The goal of the work was to solve the problem of Cognitive Radio (CR) using a low computation solution. Spectrum sensing is one of the most important problems in CR which is the process of identifying occupancy in the spectrum space i.e. the task of identifying if a frequency channel is being used. The idea of CR is based on the observation that a lot of the times, most of the licensed spectrum is not being used by the licensed users. In such cases, secondary (unlicensed) users detect the spectrum holes (unoccupied spectrum) and utilize the spectrum leading to an efficient spectrum utilization.
Nyquist-Shannon theorem states that every band-limited signal can be recovered from its discretization if it’s sampling rate is at least two times it’s cut off frequency. For CR, where wide band signals are typical, this can mean a lot of samples that would need to be acquired causing computational burden on the acquisition device.
We identified the problem of CR as a detection rather than an estimation problem. In order to check the occupancy of a channel, we only need to detect if the spectrum is utilized or not, and the actual message signal is not of importance to us. Therefore, we don’t need to reconstruct the signal. The novelty in our solution was to formulate CR as a detection problem rather than an estimation problem and using Compressed Sensing (CS) which requires far fewer samples than stated by Nyquist-Shannon criterion.

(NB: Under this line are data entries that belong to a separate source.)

use crate::api::recipes::membership::{self, ToggleRelation};
use crate::api::ErrorResponse;
use crate::auth::AuthUser;
use crate::db::DbPool;
use axum::{
    extract::{Path, State},
    response::IntoResponse,
};
use std::sync::Arc;
use uuid::Uuid;

#[utoipa::path(
    post,
    path = "/api/recipes/{id}/shopping_cart",
    tag = "recipes",
    params(
        ("id" = Uuid, Path, description = "Recipe ID")
    ),
    responses(
        (status = 201, description = "Recipe added to the shopping cart", body = super::serialize::RecipeSummary),
        (status = 400, description = "Already in the shopping cart", body = ErrorResponse),
        (status = 401, description = "Unauthorized", body = ErrorResponse),
        (status = 404, description = "Recipe not found", body = ErrorResponse)
    ),
    security(
        ("bearer_auth" = [])
    )
)]
pub async fn add_to_cart(
    AuthUser(user): AuthUser,
    State(pool): State<Arc<DbPool>>,
    Path(id): Path<Uuid>,
) -> impl IntoResponse {
    membership::add(ToggleRelation::ShoppingCart, &pool, user.id, id)
}

#[utoipa::path(
    delete,
    path = "/api/recipes/{id}/shopping_cart",
    tag = "recipes",
    params(
        ("id" = Uuid, Path, description = "Recipe ID")
    ),
    responses(
        (status = 204, description = "Recipe removed from the shopping cart"),
        (status = 401, description = "Unauthorized", body = ErrorResponse),
        (status = 404, description = "Recipe or cart entry not found", body = ErrorResponse)
    ),
    security(
        ("bearer_auth" = [])
    )
)]
pub async fn remove_from_cart(
    AuthUser(user): AuthUser,
    State(pool): State<Arc<DbPool>>,
    Path(id): Path<Uuid>,
) -> impl IntoResponse {
    membership::remove(ToggleRelation::ShoppingCart, &pool, user.id, id)
}
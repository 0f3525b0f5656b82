use crate::api::pagination::{PageParams, PaginationMetadata};
use crate::api::users::profile::{subscribed_set, UserProfile};
use crate::api::ErrorResponse;
use crate::auth::MaybeUser;
use crate::db::DbPool;
use crate::get_conn;
use crate::raw_sql;
use crate::schema::users;
use axum::{
    extract::{Query, State},
    http::StatusCode,
    response::IntoResponse,
    Json,
};
use diesel::prelude::*;
use serde::Serialize;
use std::sync::Arc;
use utoipa::ToSchema;
use uuid::Uuid;

#[derive(Debug, Clone, Serialize, ToSchema)]
pub struct UsersResponse {
    pub users: Vec<UserProfile>,
    pub pagination: PaginationMetadata,
}

#[derive(Queryable)]
struct UserForList {
    id: Uuid,
    email: String,
    username: String,
    first_name: String,
    last_name: String,
    total_count: i64,
}

#[utoipa::path(
    get,
    path = "/api/users",
    tag = "users",
    params(PageParams),
    responses(
        (status = 200, description = "Registered users, oldest first", body = UsersResponse),
        (status = 401, description = "Invalid token", body = ErrorResponse)
    )
)]
pub async fn list_users(
    MaybeUser(viewer): MaybeUser,
    State(pool): State<Arc<DbPool>>,
    Query(params): Query<PageParams>,
) -> impl IntoResponse {
    let (limit, offset) = params.resolve();
    let viewer_id = viewer.map(|u| u.id);

    let mut conn = get_conn!(pool);

    let results: Vec<UserForList> = match users::table
        .order(users::created_at.asc())
        .select((
            users::id,
            users::email,
            users::username,
            users::first_name,
            users::last_name,
            raw_sql::count_over(),
        ))
        .limit(limit)
        .offset(offset)
        .load(&mut conn)
    {
        Ok(r) => r,
        Err(e) => {
            tracing::error!("Failed to fetch users: {}", e);
            return (
                StatusCode::INTERNAL_SERVER_ERROR,
                Json(ErrorResponse {
                    error: "Failed to fetch users".to_string(),
                }),
            )
                .into_response();
        }
    };

    let total = results.first().map(|r| r.total_count).unwrap_or(0);

    let ids: Vec<Uuid> = results.iter().map(|r| r.id).collect();
    let followed = match subscribed_set(&mut conn, viewer_id, &ids) {
        Ok(s) => s,
        Err(e) => {
            tracing::error!("Failed to fetch subscriptions: {}", e);
            return (
                StatusCode::INTERNAL_SERVER_ERROR,
                Json(ErrorResponse {
                    error: "Failed to fetch users".to_string(),
                }),
            )
                .into_response();
        }
    };

    let users = results
        .into_iter()
        .map(|r| UserProfile {
            email: r.email,
            id: r.id,
            username: r.username,
            first_name: r.first_name,
            last_name: r.last_name,
            is_subscribed: followed.contains(&r.id),
        })
        .collect();

    (
        StatusCode::OK,
        Json(UsersResponse {
            users,
            pagination: PaginationMetadata {
                total,
                limit,
                offset,
            },
        }),
    )
        .into_response()
}
use crate::api::users::profile::{subscribed_set, UserProfile};
use crate::api::ErrorResponse;
use crate::auth::MaybeUser;
use crate::db::DbPool;
use crate::get_conn;
use crate::models::User;
use crate::schema::users;
use axum::{
    extract::{Path, State},
    http::StatusCode,
    response::IntoResponse,
    Json,
};
use diesel::prelude::*;
use std::sync::Arc;
use uuid::Uuid;

#[utoipa::path(
    get,
    path = "/api/users/{id}",
    tag = "users",
    params(
        ("id" = Uuid, Path, description = "User ID")
    ),
    responses(
        (status = 200, description = "User profile", body = UserProfile),
        (status = 404, description = "User not found", body = ErrorResponse)
    )
)]
pub async fn get_user(
    MaybeUser(viewer): MaybeUser,
    State(pool): State<Arc<DbPool>>,
    Path(id): Path<Uuid>,
) -> impl IntoResponse {
    let mut conn = get_conn!(pool);

    let user: User = match users::table.find(id).select(User::as_select()).first(&mut conn) {
        Ok(u) => u,
        Err(diesel::NotFound) => {
            return (
                StatusCode::NOT_FOUND,
                Json(ErrorResponse {
                    error: "User not found".to_string(),
                }),
            )
                .into_response()
        }
        Err(e) => {
            tracing::error!("Failed to fetch user: {}", e);
            return (
                StatusCode::INTERNAL_SERVER_ERROR,
                Json(ErrorResponse {
                    error: "Failed to fetch user".to_string(),
                }),
            )
                .into_response();
        }
    };

    let is_subscribed = match subscribed_set(&mut conn, viewer.map(|u| u.id), &[user.id]) {
        Ok(s) => s.contains(&user.id),
        Err(e) => {
            tracing::error!("Failed to fetch subscription: {}", e);
            return (
                StatusCode::INTERNAL_SERVER_ERROR,
                Json(ErrorResponse {
                    error: "Failed to fetch user".to_string(),
                }),
            )
                .into_response();
        }
    };

    (StatusCode::OK, Json(UserProfile::new(&user, is_subscribed))).into_response()
}
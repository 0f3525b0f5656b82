use diesel::prelude::*;
use diesel::r2d2::{self, ConnectionManager};
use diesel_migrations::{embed_migrations, EmbeddedMigrations, MigrationHarness};

pub const MIGRATIONS: EmbeddedMigrations = embed_migrations!("../migrations");

pub type DbPool = r2d2::Pool<ConnectionManager<PgConnection>>;
pub type DbConn = r2d2::PooledConnection<ConnectionManager<PgConnection>>;

pub fn create_pool(database_url: &str) -> DbPool {
    let manager = ConnectionManager::<PgConnection>::new(database_url);
    let pool = r2d2::Pool::builder()
        .build(manager)
        .expect("Failed to create database pool");

    // Run pending migrations on startup
    let mut conn = pool
        .get()
        .expect("Failed to get DB connection for migrations");
    conn.run_pending_migrations(MIGRATIONS)
        .expect("Failed to run database migrations");

    pool
}

/// Check a connection out of the pool, or bail out of the handler with a 500.
#[macro_export]
macro_rules! get_conn {
    ($pool:expr) => {
        match $pool.get() {
            Ok(conn) => conn,
            Err(e) => {
                tracing::error!("Database connection failed: {}", e);
                return (
                    axum::http::StatusCode::INTERNAL_SERVER_ERROR,
                    axum::Json($crate::api::ErrorResponse {
                        error: "Database connection failed".to_string(),
                    }),
                )
                    .into_response();
            }
        }
    };
}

Compressed sensing states that the you can recover a signal using samples much fewer than stated by Nyquist-Shannon criterion provided the signal exhibits sparsity. In CR, where multiple different frequencies are being used by different primary users, the Fourier Transform (FT) of the signal would show spikes at the respective frequencies being used. Therefore, the resulting spectrum after FT exhibits sparsity making CS a natural solution to our problem in CR. Traditional compressed sensing techniques can be computationally intensive at the receiver end while reconstructing the signal. Our solution avoids recontruction and leads to computational advantages requiring only ~10% of the samples/measurements to perform spectrum sensing compared to traditional techniques. The solution involved solving an undetermined system of equations under the constraint of sparsity.